ART (Le discours sur l'art) Iconologie
Développements critiques
La diversité des significations qu'on prête au terme iconologie rend difficile l'appréciation de la méthode. On peut l'observer chez les détracteurs ainsi que chez les partisans de Panofsky. W.S. Heckscher par exemple, dans son rapport sur les origines de l'iconologie, publié en 1967, met l'accent dans sa définition de l'iconologie sur l'interprétation des attributs et des autres éléments porteurs de signification, c'est-à-dire sur le second niveau d'interprétation selon Panofsky. Cela se vérifie d'ailleurs dans la pratique de la méthode, dont les représentants s'attardent beaucoup plus sur l'interprétation des éléments du symbolisme conventionnel que sur la recherche du sens interne des œuvres comme symptômes d'une attitude fondamentale de l'esprit humain. Ce fait est particulièrement observé dans le compte rendu critique d'O. Pächt du livre de Panofsky sur la peinture flamande (1956). Pächt appelle cette version de la méthode « la version symbolique de l'iconologie ».

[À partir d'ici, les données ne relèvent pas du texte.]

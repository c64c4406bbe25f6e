// Copyright (C) 2025 SyncMyOrders Sp. z o.o.
// SPDX-License-Identifier: AGPL-3.0-or-later
//! Subflows: the parent suspends until its child finishes, and the child's
//! outcome becomes the parent step's outcome.

mod common;

use common::*;
use serde_json::json;
use stepflow_core::models::{InstanceStatus, StepDefinition, StepStatus, StepType, Template};

async fn parent_template(
    store: &std::sync::Arc<dyn stepflow_core::persistence::Persistence>,
    child: &Template,
) -> Template {
    insert_template(
        store,
        vec![
            StepDefinition::new("sub", StepType::Subflow)
                .with_config("template_id", child.id.clone())
                .with_config("inherit_variables", true)
                .with_config("variables", json!({"from_parent": true}))
                .then(["after"]),
            StepDefinition::new("after", StepType::Action)
                .with_config("action", "log_message")
                .with_config("message", "parent resumed"),
        ],
    )
    .await
}

#[tokio::test(flavor = "multi_thread", worker_threads = 4)]
async fn test_parent_resumes_after_child_completes() {
    let store = memory_store().await;
    let child = insert_template(
        &store,
        vec![
            StepDefinition::new("work", StepType::Action)
                .with_config("action", "update_variables")
                .with_config("updates", json!({"result": "ok"})),
        ],
    )
    .await;
    let parent = parent_template(&store, &child).await;
    let instance = create_instance(&store, &parent, json!({"order": 7})).await;

    let engine = start_engine(store.clone(), registry(&[])).await;
    engine.queue(&instance.id).unwrap();

    let done = wait_for_status(&store, &instance.id, InstanceStatus::Completed).await;
    assert_eq!(done.current_step.as_deref(), Some("after"));

    let sub = store.find_step(&instance.id, "sub").await.unwrap().unwrap();
    assert_eq!(sub.status, StepStatus::Completed);
    assert_eq!(sub.output_data["status"], "completed");

    let child_id = sub.output_data["child_instance_id"].as_str().unwrap().to_string();
    let child_instance = store.get_instance(&child_id).await.unwrap().unwrap();
    assert_eq!(child_instance.status, InstanceStatus::Completed);
    assert_eq!(child_instance.parent_instance_id.as_deref(), Some(instance.id.as_str()));
    assert_eq!(child_instance.variables["order"], 7);
    assert_eq!(child_instance.variables["from_parent"], true);
    assert_eq!(sub.output_data["variables"]["result"], "ok");

    engine.shutdown().await.unwrap();
}

#[tokio::test(flavor = "multi_thread", worker_threads = 4)]
async fn test_child_failure_fails_parent() {
    let store = memory_store().await;
    let child = insert_template(
        &store,
        vec![StepDefinition::new("broken", StepType::Action).with_config("action", "nope")],
    )
    .await;
    let parent = parent_template(&store, &child).await;
    let instance = create_instance(&store, &parent, json!({})).await;

    let engine = start_engine(store.clone(), registry(&[])).await;
    engine.queue(&instance.id).unwrap();

    let failed = wait_for_status(&store, &instance.id, InstanceStatus::Failed).await;
    let message = failed.error_message.unwrap();
    assert!(message.starts_with("step 'sub' failed: subflow instance"), "{}", message);
    assert!(message.contains("unknown action type: nope"), "{}", message);

    let sub = store.find_step(&instance.id, "sub").await.unwrap().unwrap();
    assert_eq!(sub.status, StepStatus::Failed);
    assert_eq!(sub.output_data["status"], "failed");

    engine.shutdown().await.unwrap();
}

#[tokio::test(flavor = "multi_thread", worker_threads = 4)]
async fn test_cancelled_child_fails_waiting_parent() {
    let store = memory_store().await;
    let child = insert_template(
        &store,
        vec![
            StepDefinition::new("hold", StepType::Wait)
                .with_config("wait_type", "event")
                .with_config("event", "never"),
        ],
    )
    .await;
    let parent = parent_template(&store, &child).await;
    let instance = create_instance(&store, &parent, json!({})).await;

    let engine = start_engine(store.clone(), registry(&[])).await;
    engine.queue(&instance.id).unwrap();

    let sub = wait_for_step(&store, &instance.id, "sub", |s| s.is_suspended()).await;
    let child_id = sub
        .waiting_for
        .as_deref()
        .and_then(|k| k.strip_prefix("subflow:"))
        .unwrap()
        .to_string();
    wait_for_step(&store, &child_id, "hold", |s| s.is_suspended()).await;

    assert!(
        store
            .update_instance_status(&child_id, InstanceStatus::Running, InstanceStatus::Cancelled)
            .await
            .unwrap()
    );
    engine.queue(&child_id).unwrap();

    let failed = wait_for_status(&store, &instance.id, InstanceStatus::Failed).await;
    assert!(failed.error_message.unwrap().contains("cancelled"));

    engine.shutdown().await.unwrap();
}

#[tokio::test(flavor = "multi_thread", worker_threads = 4)]
async fn test_missing_subflow_template_is_configuration_error() {
    let store = memory_store().await;
    let template = insert_template(
        &store,
        vec![StepDefinition::new("sub", StepType::Subflow).with_config("subflow_id", "ghost")],
    )
    .await;
    let instance = create_instance(&store, &template, json!({})).await;

    let engine = start_engine(store.clone(), registry(&[])).await;
    engine.queue(&instance.id).unwrap();

    let failed = wait_for_status(&store, &instance.id, InstanceStatus::Failed).await;
    assert_eq!(
        failed.error_message.as_deref(),
        Some("step 'sub' failed: subflow template 'ghost' not found")
    );

    engine.shutdown().await.unwrap();
}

Des jugements critiques furent adressés à chacun des trois niveaux d'interprétation formulés par Panofsky. E. Forssman, en 1966, reprochait à Panofsky son interprétation du premier niveau négligeant la première impression esthétique, qui n'aurait pas besoin – selon Forssman – de se cristalliser spontanément dans une interprétation des formes comme représentant des objets. Il juge excessif de demander au spectateur d'entreprendre dans ce premier moment déjà une identification stylistique, ce qui est considéré par Panofsky comme une condition de l'interprétation du premier niveau. R. Klein a démontré en 1963 la fluidité des limites des catégories d'interprétation, étant donné la richesse des liaisons entre l'objet et la signification, ainsi qu'il a vu le manque de limites claires entre « l'outillage mental dont on dispose pour le travail d'interprétation et les principes de contrôle ». Il a même douté de la possibilité de séparer les deux niveaux.

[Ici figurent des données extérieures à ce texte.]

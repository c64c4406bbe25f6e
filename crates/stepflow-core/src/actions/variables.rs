// Copyright (C) 2025 SyncMyOrders Sp. z o.o.
// SPDX-License-Identifier: AGPL-3.0-or-later
//! `update_variables` action: the only action that changes instance state.

use async_trait::async_trait;
use serde_json::Value;

use super::{Action, ActionContext, ActionError, ActionOutput};
use crate::models::JsonMap;

/// Merges `config.updates` into the instance variables.
#[derive(Debug, Clone, Copy, Default)]
pub struct UpdateVariablesAction;

fn updates(config: &JsonMap) -> Result<&JsonMap, ActionError> {
    config
        .get("updates")
        .and_then(Value::as_object)
        .ok_or_else(|| ActionError::InvalidConfig("updates not specified for variable update".to_string()))
}

#[async_trait]
impl Action for UpdateVariablesAction {
    fn name(&self) -> &'static str {
        "update_variables"
    }

    fn validate(&self, config: &JsonMap) -> Result<(), ActionError> {
        updates(config).map(|_| ())
    }

    async fn execute(&self, ctx: &ActionContext<'_>) -> Result<ActionOutput, ActionError> {
        let updates = updates(ctx.config)?.clone();

        let mut data = JsonMap::new();
        data.insert(
            "updated_variables".to_string(),
            Value::Object(updates.clone()),
        );
        Ok(ActionOutput {
            data,
            variable_updates: Some(updates),
        })
    }
}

Pour le troisième niveau d'interprétation, G. Previtali a mis en question la justification de l'analyse iconologique comme étape de recherche de l'historien de l'art, puisque le contenu qu'on découvre appartient à d'autres disciplines, telles l'histoire de la philosophie, des religions, la sociologie. Cette critique dérive d'une conception « fermée » de l'histoire de l'art, étrangère à Panofsky, qui préconisait une collaboration entre les différentes disciplines des sciences humaines pour construire une image complète de la culture.

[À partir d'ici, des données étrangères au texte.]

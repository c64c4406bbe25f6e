// Copyright (C) 2025 SyncMyOrders Sp. z o.o.
// SPDX-License-Identifier: AGPL-3.0-or-later
//! Action sub-types for `action` steps.
//!
//! An action step names its action in `config.action`. The registry looks the
//! name up, the action validates its required keys, then executes. Validation
//! failures are configuration errors and are never retried.
//!
//! | Action | Required keys | Optional keys |
//! |--------|---------------|---------------|
//! | `http_request` | `url` | `method`, `headers`, `body`, `timeout_secs` |
//! | `send_email` | `to` | `subject`, `body` |
//! | `log_message` | `message` | `level` |
//! | `update_variables` | `updates` | |

mod email;
mod http;
mod log;
mod variables;

pub use self::email::{EmailMessage, Mailer, SendEmailAction, TracingMailer};
pub use self::http::HttpRequestAction;
pub use self::log::LogMessageAction;
pub use self::variables::UpdateVariablesAction;

use std::collections::HashMap;
use std::sync::Arc;

use async_trait::async_trait;
use serde_json::Value;

use crate::error::CoreError;
use crate::models::{JsonMap, StepDefinition, StepType, WorkflowSchema};

/// Config key naming the action of an `action` step.
pub const ACTION_KEY: &str = "action";

/// Action-level failure taxonomy.
#[derive(Debug, Clone, PartialEq, Eq, thiserror::Error)]
pub enum ActionError {
    /// Missing or malformed configuration. Not retryable.
    #[error("{0}")]
    InvalidConfig(String),

    /// The underlying call failed. Retryable under the step's policy.
    #[error("{0}")]
    Failed(String),
}

impl ActionError {
    /// Whether a retry could succeed.
    pub fn is_retryable(&self) -> bool {
        matches!(self, Self::Failed(_))
    }
}

/// Everything an action can see while it runs.
#[derive(Debug, Clone, Copy)]
pub struct ActionContext<'a> {
    /// Owning instance.
    pub instance_id: &'a str,
    /// Step definition id (or parallel sub-task id).
    pub step_id: &'a str,
    /// Instance variables at the start of the step.
    pub variables: &'a JsonMap,
    /// Instance input context.
    pub context: &'a JsonMap,
    /// The action's configuration.
    pub config: &'a JsonMap,
}

/// Successful action result.
#[derive(Debug, Clone, Default, PartialEq)]
pub struct ActionOutput {
    /// Recorded as the step's output.
    pub data: JsonMap,
    /// Keys to merge into the instance variables.
    pub variable_updates: Option<JsonMap>,
}

impl ActionOutput {
    /// Output without variable updates.
    pub fn new(data: JsonMap) -> Self {
        Self {
            data,
            variable_updates: None,
        }
    }
}

/// A named action implementation.
#[async_trait]
pub trait Action: Send + Sync {
    /// Registry key, e.g. `http_request`.
    fn name(&self) -> &'static str;

    /// Check required configuration keys before anything runs.
    fn validate(&self, config: &JsonMap) -> Result<(), ActionError>;

    /// Perform the action.
    async fn execute(&self, ctx: &ActionContext<'_>) -> Result<ActionOutput, ActionError>;
}

/// Capability-keyed set of actions.
#[derive(Clone, Default)]
pub struct ActionRegistry {
    actions: HashMap<&'static str, Arc<dyn Action>>,
}

impl ActionRegistry {
    /// An empty registry.
    pub fn new() -> Self {
        Self::default()
    }

    /// The four built-in actions with a default HTTP client and a logging mailer.
    pub fn with_builtins() -> Self {
        let mut registry = Self::new();
        registry.register(HttpRequestAction::default());
        registry.register(SendEmailAction::new(Arc::new(TracingMailer)));
        registry.register(LogMessageAction);
        registry.register(UpdateVariablesAction);
        registry
    }

    /// Add or replace an action under its name.
    pub fn register<A: Action + 'static>(&mut self, action: A) -> &mut Self {
        self.actions.insert(action.name(), Arc::new(action));
        self
    }

    /// Look up an action by name.
    pub fn get(&self, name: &str) -> Option<Arc<dyn Action>> {
        self.actions.get(name).cloned()
    }

    /// Registered names, sorted.
    pub fn names(&self) -> Vec<&'static str> {
        let mut names: Vec<_> = self.actions.keys().copied().collect();
        names.sort_unstable();
        names
    }

    /// Resolve `config.action` to a registered action.
    pub fn resolve(&self, config: &JsonMap) -> Result<Arc<dyn Action>, ActionError> {
        let name = config
            .get(ACTION_KEY)
            .and_then(Value::as_str)
            .ok_or_else(|| ActionError::InvalidConfig("action type not specified".to_string()))?;

        self.get(name)
            .ok_or_else(|| ActionError::InvalidConfig(format!("unknown action type: {}", name)))
    }

    /// Check an `action` step's configuration without running anything.
    ///
    /// Unknown step types, unknown action names and missing required keys
    /// are reported as [`CoreError::InvalidStepConfig`]. Other step types
    /// are checked when they run.
    pub fn check_step(&self, step: &StepDefinition) -> Result<(), CoreError> {
        let invalid = |message: String| CoreError::InvalidStepConfig {
            step_id: step.id.clone(),
            message,
        };

        match &step.step_type {
            StepType::Action => self
                .resolve(&step.config)
                .and_then(|action| action.validate(&step.config))
                .map_err(|e| invalid(e.to_string())),
            StepType::Unknown(other) => Err(invalid(format!("unknown step type: {}", other))),
            _ => Ok(()),
        }
    }

    /// [`check_step`](Self::check_step) over every step of `schema`, stopping
    /// at the first problem.
    pub fn check_schema(&self, schema: &WorkflowSchema) -> Result<(), CoreError> {
        schema.steps.iter().try_for_each(|step| self.check_step(step))
    }

    /// Resolve, validate and execute the action named in `ctx.config`.
    pub async fn dispatch(&self, ctx: &ActionContext<'_>) -> Result<ActionOutput, ActionError> {
        let action = self.resolve(ctx.config)?;
        action.validate(ctx.config)?;
        action.execute(ctx).await
    }
}

impl std::fmt::Debug for ActionRegistry {
    fn fmt(&self, f: &mut std::fmt::Formatter<'_>) -> std::fmt::Result {
        f.debug_struct("ActionRegistry")
            .field("actions", &self.names())
            .finish()
    }
}

/// A required, non-empty string config value.
pub(crate) fn required_str<'a>(
    config: &'a JsonMap,
    key: &str,
    message: &str,
) -> Result<&'a str, ActionError> {
    match config.get(key).and_then(Value::as_str) {
        Some(value) if !value.is_empty() => Ok(value),
        _ => Err(ActionError::InvalidConfig(message.to_string())),
    }
}

/// An optional string config value with a default.
pub(crate) fn optional_str<'a>(config: &'a JsonMap, key: &str, default: &'a str) -> &'a str {
    config.get(key).and_then(Value::as_str).unwrap_or(default)
}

O. Pächt, dans son compte rendu déjà mentionné, posait le problème critique d'une manière plus profonde. Il demandait si la relation entre les images et les idées peut être soumise à des règles rationnelles. Il constatait que les images ne sont pas toujours une traduction rationnelle des idées. Il doutait qu'on puisse chercher l'importance d'une œuvre d'art dans la richesse, la cohérence et la complexité de son contenu symbolique. Le caractère rationnel de la relation entre les idées religieuses et les images fut mis en question de la manière la plus sévère par R. Berliner en 1956. Il rappelait que les expériences et les sentiments religieux trouvaient dans l'art une expression autonome, indépendante d'une théologie rationnellement formulée. Selon Pächt et Berliner, l'univers des images n'est pas régi par les lois logiques qui gouvernent l'univers rationnel de la raison humaine. Les éléments irrationnels et émotifs seraient d'une très grande importance pour la formation des images. Il semble toutefois que ces objections peuvent être, sinon réfutées, au moins atténuées, en rappelant que le système d'interprétation de Panofsky ne se fonde pas sur le concept de l'expression d'un domaine de l'esprit par un autre, mais[...]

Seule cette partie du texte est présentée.